President William Ruto

In a recent development, the State House has issued a strong statement, accusing the Judiciary of obstructing the prosecution of corruption suspects. The statement, delivered by State House Spokesperson Hussein Mohammed, claimed that in December, the Judiciary prevented the charging of individuals implicated in corruption cases by the Ethics and Anti-Corruption Commission (EACC) and the Directorate of Criminal Investigations (DCI).

The tension escalated with a heated exchange between the office of President William Ruto and the Law Society of Kenya (LSK). Hussein Mohammed expressed concern over the perceived frustration of the criminal justice system, raising questions about the relationship between the Executive and the Judiciary.

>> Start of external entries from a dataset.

use chrono::{DateTime, Utc};
use serde::{Deserialize, Serialize};

#[derive(Debug, Clone, PartialEq, Eq, Serialize, Deserialize)]
#[serde(rename_all = "camelCase")]
pub struct Vote {
    pub judge_id: i64,
    pub team_id: i64,
    pub hackathon_id: i64,
    pub score: u8, // 0..=10, validated upstream
    pub timestamp: DateTime<Utc>,
}

#[derive(Debug, Clone, PartialEq, Eq, Serialize, Deserialize)]
#[serde(rename_all = "camelCase")]
pub struct Team {
    pub id: i64,
    pub hackathon_id: i64,
    pub name: String,
}
pub mod db;
pub mod publication;
pub mod ranking;
pub mod settings;
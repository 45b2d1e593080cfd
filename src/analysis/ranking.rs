use crate::analysis::dispersion::{mean, population_std_dev};
use crate::analysis::ordering::compare_aggregates;
use crate::models::ranking::TeamAggregate;
use crate::models::vote::{Team, Vote};
use chrono::{DateTime, Utc};
use std::collections::HashMap;

#[derive(Debug, Clone, PartialEq)]
pub struct RankingOutcome {
    pub entries: Vec<TeamAggregate>,
    pub missing_votes_overall: bool,
}

/// Turn judge votes into an ordered, positioned ranking.
///
/// Every registered team appears exactly once, voted or not. Votes for teams
/// outside `teams`, or cast in another hackathon, are ignored. The lookup is
/// called once per team; its first error aborts the computation.
pub fn compute_ranking<F, E>(
    hackathon_id: i64,
    teams: &[Team],
    votes: &[Vote],
    expected_judge_count: u32,
    mut submission_lookup: F,
) -> Result<RankingOutcome, E>
where
    F: FnMut(i64) -> Result<Option<DateTime<Utc>>, E>,
{
    let scores_by_team = group_scores(hackathon_id, teams, votes);

    let mut entries = Vec::with_capacity(teams.len());
    for team in teams {
        let scores = scores_by_team
            .get(&team.id)
            .map(Vec::as_slice)
            .unwrap_or_default();
        let vote_count = scores.len();

        entries.push(TeamAggregate {
            team_id: team.id,
            team_name: team.name.clone(),
            average: mean(scores),
            dispersion: population_std_dev(scores),
            vote_count,
            earliest_submission: submission_lookup(team.id)?,
            missing_votes: (vote_count as u64) < u64::from(expected_judge_count),
            position: 0,
        });
    }

    let missing_votes_overall = entries.iter().any(|entry| entry.missing_votes);

    entries.sort_by(compare_aggregates);
    for (index, entry) in entries.iter_mut().enumerate() {
        entry.position = index + 1;
    }

    Ok(RankingOutcome {
        entries,
        missing_votes_overall,
    })
}

fn group_scores(hackathon_id: i64, teams: &[Team], votes: &[Vote]) -> HashMap<i64, Vec<u8>> {
    let mut scores: HashMap<i64, Vec<u8>> = teams.iter().map(|t| (t.id, Vec::new())).collect();
    let mut ignored = 0usize;

    for vote in votes {
        match scores.get_mut(&vote.team_id) {
            Some(team_scores) if vote.hackathon_id == hackathon_id => team_scores.push(vote.score),
            _ => ignored += 1,
        }
    }

    if ignored > 0 {
        log::debug!("hackathon {hackathon_id}: ignored {ignored} votes for unregistered teams");
    }

    scores
}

Highlighting President Ruto’s recent criticism of the Judiciary, the statement emphasized the need to address corruption across all branches of the government. “It is unacceptable that such suspects are now roaming free in our streets with impunity. No stretch of imagination can baptize this as judicial independence; it is, indeed, judicial impunity,” stated Hussein Mohammed on Wednesday, January 3.

While acknowledging the importance of judicial independence, the State House argued that corruption should not find refuge in any branch of the government. The spokesperson called for accountability and urged the exposure of corruption, regardless of its location within the Judiciary, the Executive, or the Legislature.

In a bid to reaffirm President Ruto’s commitment to the rule of law and constitutional principles, the State House cited the president’s respect for recent court orders related to the Affordable Housing Program. The statement also expressed concerns about executive impunity but asserted that impunity within the Judiciary and Legislature is equally reprehensible.

Addressing constitutional obligations and the state mandate, Mohammed emphasized the president’s commitment to affordable and decent housing, universal health coverage, food production, social security, and education. However, the spokesperson argued that these commitments should not be obstructed by corruption or judicial impunity.

In a call for reform, the State House urged comprehensive changes within the Judiciary to counteract the influence of vested interests and corrupt judicial officials. The statement underscored the need for a transparent and accountable system to uphold the principles of justice and the rule of law in the country.